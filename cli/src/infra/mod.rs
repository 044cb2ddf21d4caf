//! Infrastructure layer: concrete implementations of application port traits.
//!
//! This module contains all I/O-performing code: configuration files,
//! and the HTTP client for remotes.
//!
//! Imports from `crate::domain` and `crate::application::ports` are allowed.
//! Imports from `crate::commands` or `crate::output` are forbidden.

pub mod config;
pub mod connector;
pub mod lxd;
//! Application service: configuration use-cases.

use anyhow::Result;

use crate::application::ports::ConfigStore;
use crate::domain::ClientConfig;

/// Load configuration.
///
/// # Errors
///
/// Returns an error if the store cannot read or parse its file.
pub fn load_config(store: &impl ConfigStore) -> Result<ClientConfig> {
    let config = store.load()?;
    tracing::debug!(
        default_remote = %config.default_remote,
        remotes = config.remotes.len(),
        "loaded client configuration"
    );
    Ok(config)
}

= = = = =

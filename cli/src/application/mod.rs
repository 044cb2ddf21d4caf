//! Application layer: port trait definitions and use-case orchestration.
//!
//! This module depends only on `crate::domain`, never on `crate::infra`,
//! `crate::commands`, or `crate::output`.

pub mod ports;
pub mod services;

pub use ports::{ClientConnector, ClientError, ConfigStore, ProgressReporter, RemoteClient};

= = = = =

In the records above, find each line that mentions the word "filename", and copy it.

▶ **Written response**:
filename cli/src/infra/mod.rs
filename cli/src/application/mod.rs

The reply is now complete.